I was ready to “find myself,” whatever that means …
Most students head off to college with similar ambitions. While exploring majors, joining organizations, and reinventing themselves entirely, incoming students are often armored with enough hopes and dreams to block a bullet.
Then classes happen. Grades happen. Ambitions are given a unitary value that must be satisfied before four years are up. Four turns to five. Anxiety sets in, and college becomes a labyrinth that students must escape before the debt monster sniffs them out.
By the time they make it out, how much self-discovery has actually happened?
Amongst all of the paper deadlines, midterms and required readings, it can be all too easy for students to forget that college should be just as formative for themselves as a person as it is for their education.
Issues of integrity, personal beliefs and relationship dynamics are only a few of the interpersonal matters that someone can only start to truly delve into once they have flown their parent’s coop.
How can I find people who are like-minded? How do I coexist with those who aren’t? What do I believe, and why? For what issues will I take a stand?

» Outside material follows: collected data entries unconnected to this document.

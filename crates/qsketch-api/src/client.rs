//! HTTP client for the classification task service.
//!
//! ## Submission flow
//!
//! 1. Export the sketch as a base64 PNG data URL
//! 2. `POST /tasks` with `{ img, backend }` → get `task_id`
//! 3. Poll `GET /tasks/{task_id}` until `task_status == "SUCCESS"`
//! 4. Read the label and used backend from `task_result`

use reqwest::{Client, StatusCode};
use serde::Deserialize;
use tracing::{debug, instrument};

use crate::error::{ApiError, ApiResult};
use crate::types::{
    CreateTaskRequest, CreateTaskResponse, HealthResponse, TaskId, TaskStatusResponse,
};

/// Environment variable holding the API base URL.
pub const API_URL_ENV: &str = "QSKETCH_API_URL";

/// User agent string for task submissions.
const USER_AGENT: &str = concat!("qsketch-api/", env!("CARGO_PKG_VERSION"));

/// Task service API client.
#[derive(Clone)]
pub struct TasksClient {
    /// HTTP client.
    client: Client,
    /// API base URL, without trailing slash.
    base_url: String,
}

impl std::fmt::Debug for TasksClient {
    fn fmt(&self, f: &mut std::fmt::Formatter<'_>) -> std::fmt::Result {
        f.debug_struct("TasksClient")
            .field("base_url", &self.base_url)
            .finish()
    }
}

impl TasksClient {
    /// Create a new client for the given base URL.
    pub fn new(base_url: impl Into<String>) -> ApiResult<Self> {
        let base_url = base_url.into().trim_end_matches('/').to_string();

        if base_url.is_empty() {
            return Err(ApiError::MissingBaseUrl);
        }

        let client = Client::builder()
            .user_agent(USER_AGENT)
            .timeout(std::time::Duration::from_secs(30))
            .connect_timeout(std::time::Duration::from_secs(10))
            .build()
            .map_err(ApiError::Http)?;

        Ok(Self { client, base_url })
    }

    /// Create a client from the `QSKETCH_API_URL` environment variable.
    pub fn from_env() -> ApiResult<Self> {
        let base_url = std::env::var(API_URL_ENV).map_err(|_| ApiError::MissingBaseUrl)?;
        Self::new(base_url)
    }

    /// The configured base URL.
    pub fn base_url(&self) -> &str {
        &self.base_url
    }

    /// Build the full API URL for an endpoint.
    fn url(&self, path: &str) -> String {
        format!("{}{}", self.base_url, path)
    }

    /// Enqueue a classification task.
    #[instrument(skip(self, request))]
    pub async fn create_task(&self, request: &CreateTaskRequest) -> ApiResult<CreateTaskResponse> {
        let url = self.url("/tasks");
        debug!(backend = %request.backend, "Creating task at {}", url);

        let response = self.client.post(&url).json(request).send().await?;

        self.handle_response(response).await
    }

    /// Get the status (and, once complete, the result) of a task.
    #[instrument(skip(self))]
    pub async fn task_status(&self, task_id: &TaskId) -> ApiResult<TaskStatusResponse> {
        let url = self.url(&format!("/tasks/{task_id}"));
        debug!("Getting task status from {}", url);

        let response = self.client.get(&url).send().await?;

        self.handle_response(response).await
    }

    /// Check service liveness via `GET /`.
    #[instrument(skip(self))]
    pub async fn health(&self) -> ApiResult<HealthResponse> {
        let url = self.url("/");
        debug!("Checking service health at {}", url);

        let response = self.client.get(&url).send().await?;

        self.handle_response(response).await
    }

    /// Handle HTTP response, extracting JSON or returning an error.
    async fn handle_response<T: for<'de> Deserialize<'de>>(
        &self,
        response: reqwest::Response,
    ) -> ApiResult<T> {
        let status = response.status();

        if status.is_success() {
            let body = response.json().await?;
            Ok(body)
        } else {
            let message = response.text().await.unwrap_or_default();

            match status {
                StatusCode::NOT_FOUND => Err(ApiError::TaskNotFound(message)),
                _ => Err(ApiError::Api {
                    status: status.as_u16(),
                    message,
                }),
            }
        }
    }
}
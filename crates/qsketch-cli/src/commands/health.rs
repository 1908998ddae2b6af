//! Health command implementation.

use anyhow::Result;
use console::style;

use super::common::tasks_client;

/// Execute the health command.
pub async fn execute(api_url: Option<&str>) -> Result<()> {
    let client = tasks_client(api_url)?;

    let health = client
        .health()
        .await
        .map_err(|e| anyhow::anyhow!("Service unreachable: {e}"))?;

    if health.is_ok() {
        println!(
            "{} Service at {} is up",
            style("✓").green().bold(),
            style(client.base_url()).dim()
        );
        Ok(())
    } else {
        anyhow::bail!("Service reported status '{}'", health.status)
    }
}
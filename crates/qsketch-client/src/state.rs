//! Client-side lifecycle types.

use serde::{Deserialize, Serialize};
use thiserror::Error;

use qsketch_api::{TaskId, TaskResult};

/// Compute target selected by the user, passed through to the service
/// opaquely.
#[derive(Debug, Clone, Copy, PartialEq, Eq, Serialize, Deserialize)]
#[serde(rename_all = "lowercase")]
pub enum ComputeBackend {
    /// A real quantum device.
    Real,
    /// A simulator.
    Simulator,
}

impl ComputeBackend {
    /// The wire name of this backend.
    pub fn as_str(&self) -> &'static str {
        match self {
            ComputeBackend::Real => "real",
            ComputeBackend::Simulator => "simulator",
        }
    }
}

impl std::fmt::Display for ComputeBackend {
    fn fmt(&self, f: &mut std::fmt::Formatter<'_>) -> std::fmt::Result {
        write!(f, "{}", self.as_str())
    }
}

/// Error parsing a backend name.
#[derive(Debug, Error)]
#[error("unknown backend '{0}' (expected \"real\" or \"simulator\")")]
pub struct ParseBackendError(String);

impl std::str::FromStr for ComputeBackend {
    type Err = ParseBackendError;

    fn from_str(s: &str) -> Result<Self, Self::Err> {
        match s {
            "real" => Ok(ComputeBackend::Real),
            "simulator" => Ok(ComputeBackend::Simulator),
            other => Err(ParseBackendError(other.to_string())),
        }
    }
}

/// Final outcome of a classification task.
#[derive(Debug, Clone, Default, PartialEq, Eq, Serialize, Deserialize)]
pub struct Classification {
    /// Predicted label, exactly as the service reported it.
    pub label: String,
    /// Name of the compute backend that ran the task.
    pub backend: String,
}

impl From<TaskResult> for Classification {
    fn from(result: TaskResult) -> Self {
        Self {
            label: result.result,
            backend: result.backend,
        }
    }
}

/// Where the current submission is in its lifecycle.
#[derive(Debug, Clone, PartialEq, Eq)]
pub enum ClientPhase {
    /// No submission in flight and nothing displayed.
    Idle,
    /// Create request issued, task id not yet assigned.
    Submitting,
    /// Task enqueued; polling for completion.
    Polling {
        /// The task being polled.
        task_id: TaskId,
    },
    /// Result received and shown.
    Displayed {
        /// The classification outcome.
        outcome: Classification,
    },
    /// A transport error ended the submission; no recovery path short of a
    /// new submission. The processing indicator deliberately stays up.
    Stuck {
        /// The task id, when the submission got far enough to have one.
        task_id: Option<TaskId>,
    },
}

impl ClientPhase {
    /// Whether the waiting indicator should be visible.
    ///
    /// `Stuck` counts as processing: the spinner stays up after a failed
    /// submission, with no recovery short of a new one.
    pub fn is_processing(&self) -> bool {
        matches!(
            self,
            ClientPhase::Submitting | ClientPhase::Polling { .. } | ClientPhase::Stuck { .. }
        )
    }

    /// The task id of the current submission, if one has been assigned.
    pub fn task_id(&self) -> Option<&TaskId> {
        match self {
            ClientPhase::Polling { task_id } => Some(task_id),
            ClientPhase::Stuck { task_id } => task_id.as_ref(),
            _ => None,
        }
    }

    /// The displayed outcome, if any.
    pub fn classification(&self) -> Option<&Classification> {
        match self {
            ClientPhase::Displayed { outcome } => Some(outcome),
            _ => None,
        }
    }
}

#[cfg(test)]
mod tests {
    use super::*;
    use std::str::FromStr;

    #[test]
    fn test_backend_wire_names() {
        assert_eq!(ComputeBackend::Real.to_string(), "real");
        assert_eq!(ComputeBackend::Simulator.to_string(), "simulator");
        assert_eq!(
            ComputeBackend::from_str("real").unwrap(),
            ComputeBackend::Real
        );
        assert_eq!(
            ComputeBackend::from_str("simulator").unwrap(),
            ComputeBackend::Simulator
        );
        assert!(ComputeBackend::from_str("quantum").is_err());
    }

    #[test]
    fn test_processing_phases() {
        assert!(!ClientPhase::Idle.is_processing());
        assert!(ClientPhase::Submitting.is_processing());
        assert!(
            ClientPhase::Polling {
                task_id: TaskId::new("abc123")
            }
            .is_processing()
        );
        assert!(
            !ClientPhase::Displayed {
                outcome: Classification::default()
            }
            .is_processing()
        );
        // Stuck keeps the spinner up.
        assert!(ClientPhase::Stuck { task_id: None }.is_processing());
    }

    #[test]
    fn test_task_id_only_while_polling() {
        assert!(ClientPhase::Submitting.task_id().is_none());
        let polling = ClientPhase::Polling {
            task_id: TaskId::new("abc123"),
        };
        assert_eq!(polling.task_id().unwrap().as_str(), "abc123");
    }

    #[test]
    fn test_classification_from_task_result() {
        let result: TaskResult = serde_json::from_str(
            r#"{"result": "1", "backend": "ibmq_lima"}"#,
        )
        .unwrap();
        let outcome = Classification::from(result);
        assert_eq!(outcome.label, "1");
        assert_eq!(outcome.backend, "ibmq_lima");
    }
}
//! Version command implementation.

use console::style;

/// Execute the version command.
pub fn execute() {
    println!(
        "{} {}",
        style("qsketch").cyan().bold(),
        env!("CARGO_PKG_VERSION")
    );
}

Despite how crucial these questions are to a person’s individual growth, they are too often sidelined for the sake of book smarts. A’s and B’s and whatever gets degrees often take the precedent over individual development, stifling identity and personal growth.
Society sees the college graduate as a future leader, their degree a badge of honor signifying four to six years of rigorous education. But what good is a college degree in the hands of someone who still thinks like a high schooler?
What good is a college degree in the face of moral dilemmas or systemic injustice?
For the sake of a world whose future leaders will have to do more than simply pass their midterms, it is time for the college student to focus less on their degree and more on integrity.